use std::fmt;

use chrono::{DateTime, Utc};
use serde::{Deserialize, Serialize};
use utoipa::ToSchema;

// Ids are opaque strings with a type prefix (`thread-…`, `comment-…`).
pub type Id = String;

/// Content shown in place of a soft-deleted comment.
pub const DELETED_COMMENT_CONTENT: &str = "**komentar telah dihapus**";
/// Content shown in place of a soft-deleted reply.
pub const DELETED_REPLY_CONTENT: &str = "**balasan telah dihapus**";

/// Which kind of row an error or lookup refers to.
#[derive(Debug, Clone, Copy, PartialEq, Eq, Serialize, Deserialize)]
#[serde(rename_all = "lowercase")]
pub enum Entity {
    Thread,
    Comment,
    Reply,
    User,
}

impl Entity {
    pub fn as_str(self) -> &'static str {
        match self {
            Entity::Thread => "thread",
            Entity::Comment => "comment",
            Entity::Reply => "reply",
            Entity::User => "user",
        }
    }
}

impl fmt::Display for Entity {
    fn fmt(&self, f: &mut fmt::Formatter<'_>) -> fmt::Result {
        f.write_str(self.as_str())
    }
}

// ---------------- stored rows ----------------

#[derive(Debug, Clone, PartialEq, Eq, Serialize, Deserialize, sqlx::FromRow)]
pub struct User {
    pub id: Id,
    pub username: String,
    pub fullname: String,
}

#[derive(Debug, Clone, Serialize, Deserialize)]
pub struct NewUser {
    pub username: String,
    pub fullname: String,
}

#[derive(Debug, Clone, PartialEq, Eq, Serialize, Deserialize, sqlx::FromRow)]
pub struct Thread {
    pub id: Id,
    pub title: String,
    pub body: String,
    pub owner: Id,
    pub username: String, // joined from users
    pub created_at: DateTime<Utc>,
}

#[derive(Debug, Clone, PartialEq, Eq, Serialize, Deserialize, sqlx::FromRow)]
pub struct Comment {
    pub id: Id,
    pub thread_id: Id,
    pub content: String,
    pub owner: Id,
    pub username: String,
    pub created_at: DateTime<Utc>,
    #[sqlx(rename = "is_delete")]
    pub is_deleted: bool,
}

#[derive(Debug, Clone, PartialEq, Eq, Serialize, Deserialize, sqlx::FromRow)]
pub struct Reply {
    pub id: Id,
    pub comment_id: Id,
    pub content: String,
    pub owner: Id,
    pub username: String,
    pub created_at: DateTime<Utc>,
    #[sqlx(rename = "is_delete")]
    pub is_deleted: bool,
}

// ---------------- insert forms / commands ----------------

#[derive(Debug, Clone, PartialEq, Eq)]
pub struct NewThread {
    pub title: String,
    pub body: String,
    pub owner: Id,
}

#[derive(Debug, Clone, PartialEq, Eq)]
pub struct NewComment {
    pub thread_id: Id,
    pub content: String,
    pub owner: Id,
}

#[derive(Debug, Clone, PartialEq, Eq)]
pub struct NewReply {
    pub thread_id: Id,
    pub comment_id: Id,
    pub content: String,
    pub owner: Id,
}

#[derive(Debug, Clone, PartialEq, Eq)]
pub struct DeleteComment {
    pub thread_id: Id,
    pub comment_id: Id,
    pub owner: Id,
}

#[derive(Debug, Clone, PartialEq, Eq)]
pub struct DeleteReply {
    pub thread_id: Id,
    pub comment_id: Id,
    pub reply_id: Id,
    pub owner: Id,
}

#[derive(Debug, Clone, PartialEq, Eq)]
pub struct LikeComment {
    pub thread_id: Id,
    pub comment_id: Id,
    pub user_id: Id,
}

// ---------------- request bodies (documentation only; handlers read raw JSON) ----------------

#[derive(Debug, Clone, Serialize, Deserialize, ToSchema)]
pub struct ThreadPayload {
    pub title: String,
    pub body: String,
}

#[derive(Debug, Clone, Serialize, Deserialize, ToSchema)]
pub struct ContentPayload {
    pub content: String,
}

// ---------------- added views ----------------

#[derive(Debug, Clone, PartialEq, Eq, Serialize, Deserialize, ToSchema, sqlx::FromRow)]
pub struct AddedThread {
    pub id: Id,
    pub title: String,
    pub owner: Id,
}

#[derive(Debug, Clone, PartialEq, Eq, Serialize, Deserialize, ToSchema, sqlx::FromRow)]
pub struct AddedComment {
    pub id: Id,
    pub content: String,
    pub owner: Id,
}

#[derive(Debug, Clone, PartialEq, Eq, Serialize, Deserialize, ToSchema, sqlx::FromRow)]
pub struct AddedReply {
    pub id: Id,
    pub content: String,
    pub owner: Id,
}

// ---------------- read projections (never persisted) ----------------

#[derive(Debug, Clone, PartialEq, Eq, Serialize, Deserialize, ToSchema)]
pub struct DetailReply {
    pub id: Id,
    pub username: String,
    pub date: DateTime<Utc>,
    pub content: String,
}

impl From<Reply> for DetailReply {
    fn from(r: Reply) -> Self {
        Self {
            id: r.id,
            username: r.username,
            date: r.created_at,
            content: if r.is_deleted { DELETED_REPLY_CONTENT.to_string() } else { r.content },
        }
    }
}

#[derive(Debug, Clone, PartialEq, Eq, Serialize, Deserialize, ToSchema)]
#[serde(rename_all = "camelCase")]
pub struct DetailComment {
    pub id: Id,
    pub username: String,
    pub date: DateTime<Utc>,
    pub content: String,
    pub like_count: u64,
    pub replies: Vec<DetailReply>,
}

impl DetailComment {
    pub fn new(c: Comment, like_count: u64, replies: Vec<DetailReply>) -> Self {
        Self {
            id: c.id,
            username: c.username,
            date: c.created_at,
            content: if c.is_deleted { DELETED_COMMENT_CONTENT.to_string() } else { c.content },
            like_count,
            replies,
        }
    }
}

#[derive(Debug, Clone, PartialEq, Eq, Serialize, Deserialize, ToSchema)]
pub struct DetailThread {
    pub id: Id,
    pub title: String,
    pub body: String,
    pub date: DateTime<Utc>,
    pub username: String,
    pub comments: Vec<DetailComment>,
}

impl DetailThread {
    pub fn new(t: Thread, comments: Vec<DetailComment>) -> Self {
        Self {
            id: t.id,
            title: t.title,
            body: t.body,
            date: t.created_at,
            username: t.username,
            comments,
        }
    }
}
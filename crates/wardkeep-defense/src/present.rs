//! Lowers a snapshot into draw calls for the rendering collaborator.
//!
//! Draw order matters: ground, throne base, king, towers, enemies,
//! projectiles, then the HUD labels on top.

use wardkeep_core::render::{self, Frame};
use wardkeep_core::types::{Arena, Position};

use crate::enums::{GameMode, GamePhase, ProjectileSource};
use crate::state::GameStateSnapshot;

const HEALTH_BAR_HEIGHT: f32 = 5.0;

pub fn frame(snap: &GameStateSnapshot, arena: &Arena) -> Frame {
    let mut frame = Frame::with_clear(render::BROWN);

    // Throne base under the king.
    frame.rect(snap.king.position, 60.0, 60.0, render::BLACK);

    // King: body, crown, health bar.
    frame.circle(snap.king.position, snap.king.radius, render::BLUE);
    let crown_y = snap.king.position.y - snap.king.radius;
    frame.line(
        Position::new(snap.king.position.x - 10.0, crown_y),
        Position::new(snap.king.position.x + 10.0, crown_y),
        render::YELLOW,
    );
    let king_ratio = snap.king.health.max(0) as f32 / snap.king.max_health as f32;
    frame.health_bar(
        Position::new(snap.king.position.x, crown_y - 10.0),
        40.0,
        HEALTH_BAR_HEIGHT,
        king_ratio,
        render::RED,
        render::GREEN,
    );

    for tower in &snap.towers {
        frame.rect(tower.position, 20.0, 20.0, render::GRAY);
    }

    for enemy in &snap.enemies {
        frame.circle(enemy.position, enemy.radius, render::RED);
        let ratio = enemy.health.max(0) as f32 / enemy.max_health as f32;
        frame.health_bar(
            Position::new(enemy.position.x, enemy.position.y - enemy.radius - 8.0),
            30.0,
            4.0,
            ratio,
            render::RED,
            render::GREEN,
        );
    }

    for projectile in &snap.projectiles {
        let color = match projectile.source {
            ProjectileSource::King => render::WHITE,
            _ => render::YELLOW,
        };
        frame.circle(projectile.position, projectile.radius, color);
    }

    hud(&mut frame, snap, arena);
    frame
}

fn hud(frame: &mut Frame, snap: &GameStateSnapshot, arena: &Arena) {
    match snap.mode {
        GameMode::Endless => {
            frame.label(format!("Wave: {}", snap.wave), Position::new(10.0, 10.0), render::WHITE);
            frame.label(
                format!("Health: {}", snap.king.health),
                Position::new(10.0, 50.0),
                render::WHITE,
            );
        }
        GameMode::DayNight => {
            frame.label(format!("Day {}", snap.day), Position::new(10.0, 10.0), render::WHITE);
            frame.label(format!("Gold: {}", snap.gold), Position::new(10.0, 50.0), render::WHITE);
            frame.label(
                format!("Health: {}", snap.king.health),
                Position::new(10.0, 90.0),
                render::WHITE,
            );
            match snap.phase {
                GamePhase::Build => {
                    frame.label(
                        "BUILD PHASE - place towers (50 gold)",
                        Position::new(10.0, arena.height - 50.0),
                        render::WHITE,
                    );
                    frame.label(
                        format!("Time left: {}", snap.build_ticks_remaining / 60 + 1),
                        Position::new(10.0, arena.height - 30.0),
                        render::WHITE,
                    );
                }
                GamePhase::Defend => {
                    frame.label(
                        "DEFEND PHASE - shoot!",
                        Position::new(10.0, arena.height - 50.0),
                        render::WHITE,
                    );
                    frame.label(
                        format!("Enemies left: {}", snap.enemies.len()),
                        Position::new(10.0, arena.height - 30.0),
                        render::WHITE,
                    );
                }
                _ => {}
            }
        }
    }

    let center = Position::new(arena.width / 2.0 - 150.0, arena.height / 2.0);
    match snap.phase {
        GamePhase::Defeat => {
            frame.label("Game Over! Press R to Restart", center, render::RED);
        }
        GamePhase::Victory => {
            frame.label("Victory! Press R to Restart", center, render::GREEN);
        }
        _ => {}
    }
}
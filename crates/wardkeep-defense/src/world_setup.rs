//! Entity spawn factories for setting up the simulation world.

use hecs::World;
use rand::Rng;
use rand_chacha::ChaCha8Rng;

use wardkeep_core::components::{Body, Health, Weapon};
use wardkeep_core::types::{Arena, Position};

use crate::components::{Enemy, King, Projectile, Tower};
use crate::constants::*;
use crate::enums::{GameMode, ProjectileSource};

/// Tower positions pre-placed in endless mode, flanking the throne.
const ENDLESS_TOWERS: [(f32, f32); 4] = [(100.0, 200.0), (700.0, 200.0), (100.0, 400.0), (700.0, 400.0)];

/// Set up a fresh round: the king at the center, plus the endless-mode
/// starting towers. Day/night rounds begin with no towers; the player
/// builds them.
pub fn setup_round(world: &mut World, mode: GameMode, arena: &Arena) {
    spawn_king(world, arena.center());
    if mode == GameMode::Endless {
        for (x, y) in ENDLESS_TOWERS {
            spawn_tower(world, Position::new(x, y));
        }
    }
}

/// Spawn the king with full health and a ready weapon.
pub fn spawn_king(world: &mut World, at: Position) -> hecs::Entity {
    world.spawn((
        King,
        at,
        Body {
            radius: KING_RADIUS,
        },
        Health::full(KING_MAX_HEALTH),
        Weapon::ready(KING_SHOT_DELAY, KING_SHOT_DAMAGE),
    ))
}

pub fn spawn_tower(world: &mut World, at: Position) -> hecs::Entity {
    world.spawn((
        Tower { range: TOWER_RANGE },
        at,
        Weapon::ready(TOWER_SHOT_DELAY, TOWER_SHOT_DAMAGE),
    ))
}

/// Spawn one enemy at a random point on the left or right screen edge,
/// marching toward the king's position as of right now.
pub fn spawn_enemy(world: &mut World, rng: &mut ChaCha8Rng, arena: &Arena, king_pos: Position) -> hecs::Entity {
    let x = if rng.gen_bool(0.5) { 0.0 } else { arena.width };
    let y = rng.gen_range(ENEMY_SPAWN_MARGIN..arena.height - ENEMY_SPAWN_MARGIN);
    world.spawn((
        Enemy {
            target: king_pos,
            speed: ENEMY_SPEED,
            bounty: ENEMY_BOUNTY,
        },
        Position::new(x, y),
        Body {
            radius: ENEMY_RADIUS,
        },
        Health::full(ENEMY_MAX_HEALTH),
    ))
}

/// Spawn a projectile from `from` toward `toward` at the fixed
/// projectile speed. Returns `None` if the two points coincide.
pub fn spawn_projectile(
    world: &mut World,
    from: Position,
    toward: Position,
    damage: i32,
    source: ProjectileSource,
) -> Option<hecs::Entity> {
    let direction = from.direction_to(&toward)?;
    let radius = match source {
        ProjectileSource::King => KING_SHOT_RADIUS,
        _ => TOWER_SHOT_RADIUS,
    };
    Some(world.spawn((
        Projectile { damage, source },
        from,
        direction.scaled(PROJECTILE_SPEED),
        Body { radius },
    )))
}

/// Find the king. A round always has exactly one; `None` only occurs
/// on an empty world.
pub fn king_status(world: &World) -> Option<(hecs::Entity, Position, f32, i32)> {
    world
        .query::<(&King, &Position, &Body, &Health)>()
        .iter()
        .next()
        .map(|(entity, (_, pos, body, health))| (entity, *pos, body.radius, health.current))
}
---*---
Where does "direction" occur in the data? Copy each line that has it.

    let direction = from.direction_to(&toward)?;
        direction.scaled(PROJECTILE_SPEED),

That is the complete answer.